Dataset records
--

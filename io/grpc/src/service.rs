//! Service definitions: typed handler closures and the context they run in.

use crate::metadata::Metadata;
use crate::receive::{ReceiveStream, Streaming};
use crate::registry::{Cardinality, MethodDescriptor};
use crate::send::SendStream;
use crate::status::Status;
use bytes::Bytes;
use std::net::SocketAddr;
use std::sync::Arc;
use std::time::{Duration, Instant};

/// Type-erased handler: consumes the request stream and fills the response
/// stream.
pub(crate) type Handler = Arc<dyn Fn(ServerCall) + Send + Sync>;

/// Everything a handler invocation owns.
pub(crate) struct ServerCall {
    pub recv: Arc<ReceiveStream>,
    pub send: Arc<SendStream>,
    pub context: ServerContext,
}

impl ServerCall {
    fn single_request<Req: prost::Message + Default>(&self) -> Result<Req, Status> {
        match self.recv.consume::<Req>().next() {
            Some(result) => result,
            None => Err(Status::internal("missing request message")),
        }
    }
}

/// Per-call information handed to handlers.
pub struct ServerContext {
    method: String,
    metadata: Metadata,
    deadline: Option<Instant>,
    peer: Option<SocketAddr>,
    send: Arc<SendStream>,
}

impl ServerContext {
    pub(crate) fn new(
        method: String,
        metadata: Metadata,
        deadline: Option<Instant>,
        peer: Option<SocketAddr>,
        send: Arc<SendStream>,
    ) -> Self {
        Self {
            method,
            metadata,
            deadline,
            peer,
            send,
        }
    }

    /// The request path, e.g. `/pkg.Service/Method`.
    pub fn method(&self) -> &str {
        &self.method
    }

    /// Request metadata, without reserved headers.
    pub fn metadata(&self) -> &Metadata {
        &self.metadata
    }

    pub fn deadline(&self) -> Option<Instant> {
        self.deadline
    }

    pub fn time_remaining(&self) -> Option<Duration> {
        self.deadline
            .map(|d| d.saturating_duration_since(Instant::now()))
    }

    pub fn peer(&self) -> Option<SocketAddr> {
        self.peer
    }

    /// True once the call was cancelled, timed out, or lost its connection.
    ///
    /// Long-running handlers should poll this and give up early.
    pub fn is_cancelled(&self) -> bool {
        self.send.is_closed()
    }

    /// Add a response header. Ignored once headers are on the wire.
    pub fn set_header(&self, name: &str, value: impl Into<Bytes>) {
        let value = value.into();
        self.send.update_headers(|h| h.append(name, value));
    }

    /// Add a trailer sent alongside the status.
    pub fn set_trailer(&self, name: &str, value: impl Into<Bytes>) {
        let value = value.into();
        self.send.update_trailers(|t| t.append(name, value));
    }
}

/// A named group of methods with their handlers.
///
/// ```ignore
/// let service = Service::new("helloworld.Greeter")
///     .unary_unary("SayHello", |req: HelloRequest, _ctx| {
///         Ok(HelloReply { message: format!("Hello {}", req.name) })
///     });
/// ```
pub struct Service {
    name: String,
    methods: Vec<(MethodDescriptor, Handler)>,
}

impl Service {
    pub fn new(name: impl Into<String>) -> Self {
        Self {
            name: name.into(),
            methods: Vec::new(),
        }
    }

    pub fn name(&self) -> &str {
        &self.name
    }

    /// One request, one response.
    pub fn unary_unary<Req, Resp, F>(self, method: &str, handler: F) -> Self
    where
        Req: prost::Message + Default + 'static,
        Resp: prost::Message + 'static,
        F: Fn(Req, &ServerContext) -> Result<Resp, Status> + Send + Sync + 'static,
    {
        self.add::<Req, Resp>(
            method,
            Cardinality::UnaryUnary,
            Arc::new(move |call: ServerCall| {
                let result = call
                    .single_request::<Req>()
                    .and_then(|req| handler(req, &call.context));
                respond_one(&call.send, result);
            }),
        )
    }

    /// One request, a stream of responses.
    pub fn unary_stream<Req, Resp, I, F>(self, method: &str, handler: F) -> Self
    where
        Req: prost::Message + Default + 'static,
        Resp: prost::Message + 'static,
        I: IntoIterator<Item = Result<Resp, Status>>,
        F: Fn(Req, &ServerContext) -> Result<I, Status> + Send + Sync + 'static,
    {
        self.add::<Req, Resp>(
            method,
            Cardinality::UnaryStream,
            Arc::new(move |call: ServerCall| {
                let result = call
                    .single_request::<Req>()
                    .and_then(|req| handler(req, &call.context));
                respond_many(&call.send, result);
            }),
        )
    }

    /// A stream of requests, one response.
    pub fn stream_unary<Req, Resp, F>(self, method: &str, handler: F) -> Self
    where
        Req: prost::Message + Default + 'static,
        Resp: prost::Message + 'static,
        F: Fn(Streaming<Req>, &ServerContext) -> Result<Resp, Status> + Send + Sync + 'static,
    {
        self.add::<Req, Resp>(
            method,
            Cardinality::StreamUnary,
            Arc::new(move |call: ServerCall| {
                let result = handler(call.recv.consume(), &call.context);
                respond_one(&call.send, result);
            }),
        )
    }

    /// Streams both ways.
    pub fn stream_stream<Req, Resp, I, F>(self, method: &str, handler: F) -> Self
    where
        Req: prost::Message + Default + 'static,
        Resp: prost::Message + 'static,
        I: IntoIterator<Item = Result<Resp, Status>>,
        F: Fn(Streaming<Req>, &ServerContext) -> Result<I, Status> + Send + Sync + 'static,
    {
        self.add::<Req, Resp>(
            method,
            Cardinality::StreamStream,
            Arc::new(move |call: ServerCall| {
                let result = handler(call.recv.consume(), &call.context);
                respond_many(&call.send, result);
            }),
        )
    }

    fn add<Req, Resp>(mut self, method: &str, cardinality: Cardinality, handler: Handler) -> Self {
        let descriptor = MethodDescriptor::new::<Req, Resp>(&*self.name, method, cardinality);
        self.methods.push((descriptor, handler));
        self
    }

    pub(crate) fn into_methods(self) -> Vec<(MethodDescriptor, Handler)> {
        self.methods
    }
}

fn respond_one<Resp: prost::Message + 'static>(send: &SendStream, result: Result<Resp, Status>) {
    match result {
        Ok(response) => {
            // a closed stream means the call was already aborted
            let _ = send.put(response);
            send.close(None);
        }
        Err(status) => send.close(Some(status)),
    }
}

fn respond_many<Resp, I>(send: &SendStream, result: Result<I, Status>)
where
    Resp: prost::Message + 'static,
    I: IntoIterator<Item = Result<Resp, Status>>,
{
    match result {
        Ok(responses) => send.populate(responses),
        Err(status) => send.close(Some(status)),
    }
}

--

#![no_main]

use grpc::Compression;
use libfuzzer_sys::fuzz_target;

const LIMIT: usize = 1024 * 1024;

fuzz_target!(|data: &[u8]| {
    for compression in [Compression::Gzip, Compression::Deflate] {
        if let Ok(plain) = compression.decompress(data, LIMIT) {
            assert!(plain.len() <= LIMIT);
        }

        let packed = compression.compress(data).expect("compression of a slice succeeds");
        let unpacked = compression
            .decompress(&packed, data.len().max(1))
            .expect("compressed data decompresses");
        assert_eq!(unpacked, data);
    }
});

--

- _What to work on_: Check each line above for the word "String" and copy every line that has it.

- _Result of this exercise_:
    method: String,
        method: String,
    name: String,
    pub fn new(name: impl Into<String>) -> Self {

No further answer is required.